Wow, this feels weird to be back in the comfort of my own blog. I’ve been on the missing list while I battled with technical issues for a few weeks. Luckily the PC is insured, but why are insurers ultra-efficient at collecting the cash and then so slow to deliver the goods.
Taking a break from writing about my therapeutic journey wasn’t such a bad thing. I didn’t have much choice because my therapist, Paul, went off sick… again. He must have cancelled between 10 & 12 sessions, which make up a significant chunk of time within an eighteen-month programme.
I last saw Paul about four or five weeks ago, but he didn’t see me. I had arrived a minute late for therapy and was dreading the wait at reception, which is a long, narrow corridor situated between three busy mental health units. Paul’s already aware of how my PTSD and agoraphobia struggle to deal with this area, but I didn’t feel confident in his attentiveness.
On this particular day, the reception was crowded with an impending drama unfolding. My first reaction was to hide in the toilet where I stood in the silence, listening to voices escalate on the other side of the door. It was four minutes into my therapy time and I had two options; leave the building or go straight to the therapy room. I chose the latter, which transpired as one of my biggest mistakes.
I approached the closed therapy room door with caution and peered through the small window. To my relief, Paul was alone, fixing something on the floor. I gently tapped on the door. His head half-turned in my direction before turning back to face the wall. I didn’t twig that he was in the middle of some kind of ritual, so I tapped on the window again.

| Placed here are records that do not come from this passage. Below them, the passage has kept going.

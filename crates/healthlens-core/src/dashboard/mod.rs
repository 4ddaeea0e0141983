//! Dashboard assembly.
//!
//! Everything the dashboard shows is recomputed from the latest stored
//! assessment on each load; the chart series are mock data around fixed
//! baselines.

mod display;
mod metrics;
mod series;

pub use display::*;
pub use metrics::*;
pub use series::*;

use rand::Rng;

use crate::db::{Database, DbResult};
use crate::models::RiskProfile;
use crate::risk;

/// Fully-prepared dashboard state for the view layer.
#[derive(Debug, Clone)]
pub struct DashboardData {
    /// Risk profile from the latest assessment (base rates when none exists)
    pub risk: RiskProfile,
    /// The three risk display slots, in order
    pub slots: [RiskSlotUpdate; 3],
    /// Progress metric lines with hard-coded fallbacks
    pub metrics: ProgressMetrics,
    /// Mock chart series
    pub charts: ChartBundle,
}

/// Build the dashboard from the latest stored assessment.
///
/// A missing (or discarded-as-corrupt) assessment yields the base-rate risk
/// profile and fallback metrics rather than an error.
pub fn load_dashboard<R: Rng>(db: &Database, rng: &mut R) -> DbResult<DashboardData> {
    let record = db.load_assessment()?;

    let profile = match &record {
        Some(record) => risk::evaluate_record(record),
        None => risk::evaluate(&Default::default()),
    };

    Ok(DashboardData {
        risk: profile,
        slots: slot_updates(&profile),
        metrics: ProgressMetrics::from_assessment(record.as_ref()),
        charts: ChartBundle::generate(rng, chrono::Utc::now().date_naive()),
    })
}
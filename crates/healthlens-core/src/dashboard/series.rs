//! Mock chart series generation.
//!
//! Series are random walks around fixed baselines, regenerated on every
//! dashboard load. The RNG is passed in so tests can seed it.

use chrono::{Duration, NaiveDate};
use rand::Rng;

/// Static doughnut data for the risk overview chart:
/// diabetes, hypertension, heart disease, healthy remainder.
pub const RISK_OVERVIEW: [u8; 4] = [65, 45, 30, 60];

/// Weekday labels for the activity bar chart.
pub const WEEKDAY_LABELS: [&str; 7] = ["Mon", "Tue", "Wed", "Thu", "Fri", "Sat", "Sun"];

/// All mock series the dashboard charts draw from.
#[derive(Debug, Clone, PartialEq)]
pub struct ChartBundle {
    pub risk_overview: [u8; 4],
    /// Glucose, 7 daily points around 125 mg/dL
    pub glucose: Vec<f64>,
    /// Systolic pressure, 7 daily points around 129 mmHg
    pub systolic: Vec<f64>,
    /// Diastolic pressure, 7 daily points around 84 mmHg
    pub diastolic: Vec<f64>,
    /// Weight, 30 daily points around 73.9 kg
    pub weight: Vec<f64>,
    /// Steps, 7 daily points around 5200
    pub activity: Vec<f64>,
    /// Short date labels for the last 7 days, oldest first
    pub week_labels: Vec<String>,
    /// Short date labels for the last 30 days, oldest first
    pub month_labels: Vec<String>,
}

impl ChartBundle {
    /// Generate the full bundle for the given day.
    pub fn generate<R: Rng>(rng: &mut R, today: NaiveDate) -> Self {
        Self {
            risk_overview: RISK_OVERVIEW,
            glucose: mock_series(125.0, 10.0, 7, rng),
            systolic: mock_series(129.0, 8.0, 7, rng),
            diastolic: mock_series(84.0, 5.0, 7, rng),
            weight: mock_series(73.9, 2.0, 30, rng),
            activity: mock_series(5200.0, 1500.0, 7, rng),
            week_labels: date_labels(7, today),
            month_labels: date_labels(30, today),
        }
    }
}

/// Generate `points` values uniformly spread within `base ± variance`,
/// rounded to one decimal.
pub fn mock_series<R: Rng>(base: f64, variance: f64, points: usize, rng: &mut R) -> Vec<f64> {
    (0..points)
        .map(|_| {
            let offset = (rng.gen::<f64>() - 0.5) * variance * 2.0;
            ((base + offset) * 10.0).round() / 10.0
        })
        .collect()
}

/// Short labels ("Jan 5") for the last `days` days ending today, oldest first.
pub fn date_labels(days: usize, today: NaiveDate) -> Vec<String> {
    (0..days)
        .rev()
        .map(|i| {
            let date = today - Duration::days(i as i64);
            date.format("%b %-d").to_string()
        })
        .collect()
}
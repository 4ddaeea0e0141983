//! Assessment-to-risk derivation pipeline.
//!
//! Pipeline: Form fields → Normalization → Scoring → Classification
//!
//! Every stage is a pure function; the whole pipeline is recomputed from the
//! latest stored assessment on each dashboard load.

pub mod classifier;
pub mod normalizer;
pub mod scorer;

pub use classifier::classify;
pub use normalizer::normalize;
pub use scorer::score;

use crate::models::{AssessmentRecord, HealthInput, RiskCategory, RiskProfile, RiskScore};

/// Derive the full risk profile from a normalized input.
pub fn evaluate(input: &HealthInput) -> RiskProfile {
    let raw = scorer::score(input);

    RiskProfile {
        diabetes: make_score(RiskCategory::Diabetes, raw.diabetes),
        hypertension: make_score(RiskCategory::Hypertension, raw.hypertension),
        heart_disease: make_score(RiskCategory::HeartDisease, raw.heart_disease),
    }
}

/// Derive the full risk profile straight from a stored assessment.
pub fn evaluate_record(record: &AssessmentRecord) -> RiskProfile {
    evaluate(&normalizer::normalize(record))
}

fn make_score(category: RiskCategory, percentage: u8) -> RiskScore {
    RiskScore {
        category,
        percentage,
        level: classifier::classify(percentage),
    }
}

It felt like something had just smacked me hard between the eyes. I stumbled backwards, dumfounded. Paul was bopping up and down on his knees. I returned to the reception corridor feeling humiliated, like a naughty pupil who had just witnessed his teacher in a very private moment. I couldn’t understand why Paul was doing his own thing in our therapy space, while I was on meltdown in an environment that we both know is unsafe.
I sat staring at the reception wall for eternity, but in reality, it was probably only for a minute or two. In those moments, all the previous cancellations came crashing down, one disappointment after another. I thought about Paul on his knees, while I questioned his commitment and his investment in my therapy. I walked slowly towards the exit, looking back one more time.

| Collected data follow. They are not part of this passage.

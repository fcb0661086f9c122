//
// Copyright (c) 2026 Jeff Garzik
//
// This file is part of the posixutils-rs project covered under
// the MIT License.  For the full license text, please see the LICENSE
// file in the root directory of this project.
// SPDX-License-Identifier: MIT
//

//! .po tokenizer
//!
//! A character-at-a-time state machine turning PO source text into a flat
//! list of strings, comments and keywords. Input may be fed in pieces; the
//! state carries over between calls to [`PoLexer::feed`].

use crate::catalog_lib::error::PoError;

/// A lexical token of PO source
#[derive(Debug, Clone, PartialEq, Eq)]
pub enum Token {
    /// Quoted literal, escapes resolved
    Str(String),
    /// Comment text following `#`, unresolved
    Comment(String),
    /// Keyword such as `msgid` or `msgstr[1]`
    Key { name: String, obsolete: bool },
}

#[derive(Debug, Clone, Copy, PartialEq, Eq)]
enum State {
    None,
    /// Like `None`, but keywords started here belong to a `#~` entry
    Obsolete,
    Comments,
    Str { quote: char, escaped: bool },
    Key,
}

fn is_key_char(ch: char) -> bool {
    ch.is_ascii_alphanumeric() || matches!(ch, '_' | '-' | '[' | ']')
}

/// `msgctxt | msgid | msgid_plural | msgstr | msgstr[N]`
pub fn is_key_name(name: &str) -> bool {
    match name {
        "msgctxt" | "msgid" | "msgid_plural" | "msgstr" => true,
        _ => name
            .strip_prefix("msgstr[")
            .and_then(|rest| rest.strip_suffix(']'))
            .is_some_and(|index| !index.is_empty() && index.bytes().all(|b| b.is_ascii_digit())),
    }
}

/// Incremental PO tokenizer
#[derive(Debug)]
pub struct PoLexer {
    state: State,
    tokens: Vec<Token>,
    line: usize,
    key_line: usize,
}

impl Default for PoLexer {
    fn default() -> Self {
        Self::new()
    }
}

impl PoLexer {
    pub fn new() -> Self {
        PoLexer {
            state: State::None,
            tokens: Vec::new(),
            line: 1,
            key_line: 1,
        }
    }

    /// Current 1-based line number
    pub fn line(&self) -> usize {
        self.line
    }

    pub fn tokens(&self) -> &[Token] {
        &self.tokens
    }

    /// Tokenize the next piece of input
    pub fn feed(&mut self, text: &str) -> Result<(), PoError> {
        for ch in text.chars() {
            if ch == '\n' {
                self.line += 1;
            }
            self.step(ch)?;
        }
        Ok(())
    }

    /// End of input: close a pending keyword and return the tokens
    pub fn finish(mut self) -> Result<Vec<Token>, PoError> {
        if self.state == State::Key {
            self.end_key()?;
        }
        Ok(self.tokens)
    }

    fn step(&mut self, ch: char) -> Result<(), PoError> {
        match self.state {
            State::None | State::Obsolete => self.start_token(ch),
            State::Comments => match ch {
                '\n' => self.state = State::None,
                '~' if self.current_is_empty() => {
                    self.push_char(ch);
                    self.state = State::Obsolete;
                }
                '\r' => {}
                _ => self.push_char(ch),
            },
            State::Str { quote, escaped } => {
                if escaped {
                    self.push_char(match ch {
                        't' => '\t',
                        'n' => '\n',
                        'r' => '\r',
                        other => other,
                    });
                    self.state = State::Str {
                        quote,
                        escaped: false,
                    };
                } else if ch == quote {
                    self.state = State::None;
                } else if ch == '\\' {
                    self.state = State::Str {
                        quote,
                        escaped: true,
                    };
                } else {
                    self.push_char(ch);
                }
            }
            State::Key => {
                if is_key_char(ch) {
                    self.push_char(ch);
                } else {
                    // the terminator is handled as if no token were open
                    self.end_key()?;
                    self.start_token(ch);
                }
            }
        }
        Ok(())
    }

    fn start_token(&mut self, ch: char) {
        let obsolete = self.state == State::Obsolete;
        match ch {
            '"' | '\'' => {
                self.tokens.push(Token::Str(String::new()));
                self.state = State::Str {
                    quote: ch,
                    escaped: false,
                };
            }
            '#' => {
                self.tokens.push(Token::Comment(String::new()));
                self.state = State::Comments;
            }
            // a byte order mark counts as whitespace
            _ if ch.is_whitespace() || ch == '\u{feff}' => {}
            _ => {
                self.tokens.push(Token::Key {
                    name: ch.to_string(),
                    obsolete,
                });
                self.key_line = self.line;
                self.state = State::Key;
            }
        }
    }

    fn end_key(&mut self) -> Result<(), PoError> {
        if let Some(Token::Key { name, .. }) = self.tokens.last() {
            if !is_key_name(name) {
                return Err(PoError::Syntax {
                    line: self.key_line,
                    key: name.clone(),
                });
            }
        }
        self.state = State::None;
        Ok(())
    }

    // The token being extended is always the most recently pushed one.
    fn push_char(&mut self, ch: char) {
        match self.tokens.last_mut() {
            Some(Token::Str(value)) | Some(Token::Comment(value)) => value.push(ch),
            Some(Token::Key { name, .. }) => name.push(ch),
            None => {}
        }
    }

    fn current_is_empty(&self) -> bool {
        match self.tokens.last() {
            Some(Token::Str(value)) | Some(Token::Comment(value)) => value.is_empty(),
            Some(Token::Key { name, .. }) => name.is_empty(),
            None => true,
        }
    }
}
//
// Copyright (c) 2024 Hemi Labs, Inc.
//
// This file is part of the posixutils-rs project covered under
// the MIT License.  For the full license text, please see the LICENSE
// file in the root directory of this project.
// SPDX-License-Identifier: MIT
//

use std::io::Write;
use std::path::PathBuf;
use std::process::{Command, Output, Stdio};

pub struct TestPlan {
    pub cmd: String,
    pub args: Vec<String>,
    pub stdin_data: String,
    pub expected_out: String,
    pub expected_err: String,
    pub expected_exit_code: i32,
}

pub struct TestPlanU8 {
    pub cmd: String,
    pub args: Vec<String>,
    pub stdin_data: Vec<u8>,
    pub expected_out: Vec<u8>,
    pub expected_err: Vec<u8>,
    pub expected_exit_code: i32,
}

/// Path of a workspace binary built for the current profile
pub fn test_bin_path(cmd: &str) -> PathBuf {
    let relpath = if cfg!(debug_assertions) {
        format!("target/debug/{}", cmd)
    } else {
        format!("target/release/{}", cmd)
    };
    std::env::current_dir()
        .unwrap()
        .parent()
        .unwrap() // Move up to the workspace root from the current package directory
        .join(relpath)
}

/// Run a workspace binary with `args`, feeding it `stdin_data`
pub fn run_test_base(cmd: &str, args: &[String], stdin_data: &[u8]) -> Output {
    let mut child = Command::new(test_bin_path(cmd))
        .args(args)
        .stdin(Stdio::piped())
        .stdout(Stdio::piped())
        .stderr(Stdio::piped())
        .spawn()
        .unwrap_or_else(|_| panic!("failed to spawn command {cmd}"));

    // a writer thread keeps a large stdin from deadlocking against stdout
    let stdin = child.stdin.take();
    let data = stdin_data.to_vec();
    let writer = std::thread::spawn(move || {
        if let Some(mut stdin) = stdin {
            if let Err(e) = stdin.write_all(&data) {
                eprintln!("Error writing to stdin: {}", e);
            }
        }
    });

    let output = child.wait_with_output().expect("failed to wait for child");
    writer.join().expect("stdin writer panicked");
    output
}

fn check_status(output: &Output, expected_exit_code: i32) {
    assert_eq!(output.status.code(), Some(expected_exit_code));
    if expected_exit_code == 0 {
        assert!(output.status.success());
    }
}

pub fn run_test(plan: TestPlan) {
    let output = run_test_base(&plan.cmd, &plan.args, plan.stdin_data.as_bytes());

    let stdout = String::from_utf8_lossy(&output.stdout);
    assert_eq!(stdout, plan.expected_out);

    let stderr = String::from_utf8_lossy(&output.stderr);
    assert_eq!(stderr, plan.expected_err);

    check_status(&output, plan.expected_exit_code);
}

pub fn run_test_u8(plan: TestPlanU8) {
    let output = run_test_base(&plan.cmd, &plan.args, &plan.stdin_data);

    assert_eq!(output.stdout, plan.expected_out);
    assert_eq!(output.stderr, plan.expected_err);

    check_status(&output, plan.expected_exit_code);
}

/// Run the command, then hand the output to `checker` instead of comparing
pub fn run_test_with_checker<F: FnMut(&TestPlan, &Output)>(plan: TestPlan, mut checker: F) {
    let output = run_test_base(&plan.cmd, &plan.args, plan.stdin_data.as_bytes());
    checker(&plan, &output);
}

/// Like [`run_test_with_checker`], for binary stdin
pub fn run_test_u8_with_checker<F: FnMut(&TestPlanU8, &Output)>(plan: TestPlanU8, mut checker: F) {
    let output = run_test_base(&plan.cmd, &plan.args, &plan.stdin_data);
    checker(&plan, &output);
}
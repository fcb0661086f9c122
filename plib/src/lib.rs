//
// Copyright (c) 2024 Jeff Garzik
//
// This file is part of the posixutils-rs project covered under
// the MIT License.  For the full license text, please see the LICENSE
// file in the root directory of this project.
// SPDX-License-Identifier: MIT
//

pub mod io;
pub mod testing;

pub const BUFSZ: usize = 8 * 1024;

pub use testing::*;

Over the next couple of days, I couldn’t understand why memories of childhood abuse were streaming through my mind. It became one of the most challenging times of my therapy, but it was about to get a whole lot worse. Two days later, I arrived for group therapy, hoping I might see Paul in the building. Instead, someone handed me a letter to say he was off sick for the next week, which turned into three.

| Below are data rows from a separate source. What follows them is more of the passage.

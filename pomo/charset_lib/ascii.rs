//
// Copyright (c) 2026 Jeff Garzik
//
// This file is part of the posixutils-rs project covered under
// the MIT License.  For the full license text, please see the LICENSE
// file in the root directory of this project.
// SPDX-License-Identifier: MIT
//

//! Single-byte encodings: ASCII and ISO-8859-1

use super::CharsetError;

/// Decode ASCII, rejecting bytes above 0x7F
pub fn decode_ascii(input: &[u8]) -> Result<String, CharsetError> {
    match input.iter().position(|&b| b > 0x7F) {
        Some(position) => Err(CharsetError::InvalidInput {
            charset: "ascii".to_string(),
            position,
        }),
        None => Ok(input.iter().map(|&b| b as char).collect()),
    }
}

pub fn encode_ascii(text: &str) -> Result<Vec<u8>, CharsetError> {
    text.chars()
        .map(|ch| {
            if ch.is_ascii() {
                Ok(ch as u8)
            } else {
                Err(CharsetError::Unrepresentable {
                    charset: "ascii".to_string(),
                    ch,
                })
            }
        })
        .collect()
}

/// Decode ISO-8859-1; every byte maps to the code point of the same value
pub fn decode_latin1(input: &[u8]) -> String {
    input.iter().map(|&b| char::from(b)).collect()
}

pub fn encode_latin1(text: &str) -> Result<Vec<u8>, CharsetError> {
    text.chars()
        .map(|ch| {
            u8::try_from(u32::from(ch)).map_err(|_| CharsetError::Unrepresentable {
                charset: "iso-8859-1".to_string(),
                ch,
            })
        })
        .collect()
}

Even though I am vaguely aware of transference in therapy, it took a while to realise this is what was playing out between Paul and I. At first, I was just flat_out_furious and with a raging war imploding deep within, I stomped around ruminating for days.
Transference isn’t isolated to therapy, but it can happen to each of us in different situations. It’s when a person reminds us of someone or something from the past. This might be in a positive way, or it can develop into a very distressing experience.
I blamed myself for his unreliable schedule and felt guilty for sharing my anger in group therapy, as though I had somehow deceived him. It was my fault for going to the therapy room and I was completely responsible for reacting so badly to a catalogue of events that was rocking our otherwise good relationship.
When we experience abuse in childhood, it’s difficult to understand why our caregivers would cause us so much harm. The only way a child makes sense of abuse and trauma is to shift the focus of blame from the abusers onto themselves. We internalise the belief that we are fundamentally bad and the words of our abusers become the sand and cement of our self-blame, “You deserved it… You had it coming… You brought it all on yourself…” Unfortunately, the self-blame doesn’t stay behind in childhood, but progresses into our adult lives.
In my rational mind, I know this is not my fault, but it’s difficult to unravel and dissolve a lifetime of believing I am solely to blame for just about everything. Not so long ago, I would’ve dumped Paul. Why would I want to stick with a Therapist who conjures memories of an abusive past?
Paul certainly didn’t let me down intentionally and his behaviour is not of an abusive nature. I’m quite sure he’s already aware of the impact these absences have on clients, but there are obviously some medical issues. This part of the therapeutic journey has been the hardest, but I realise that it’s also an opportunity to work with the transference. I guess self-blame doesn’t go away overnight, but one of the first steps is awareness.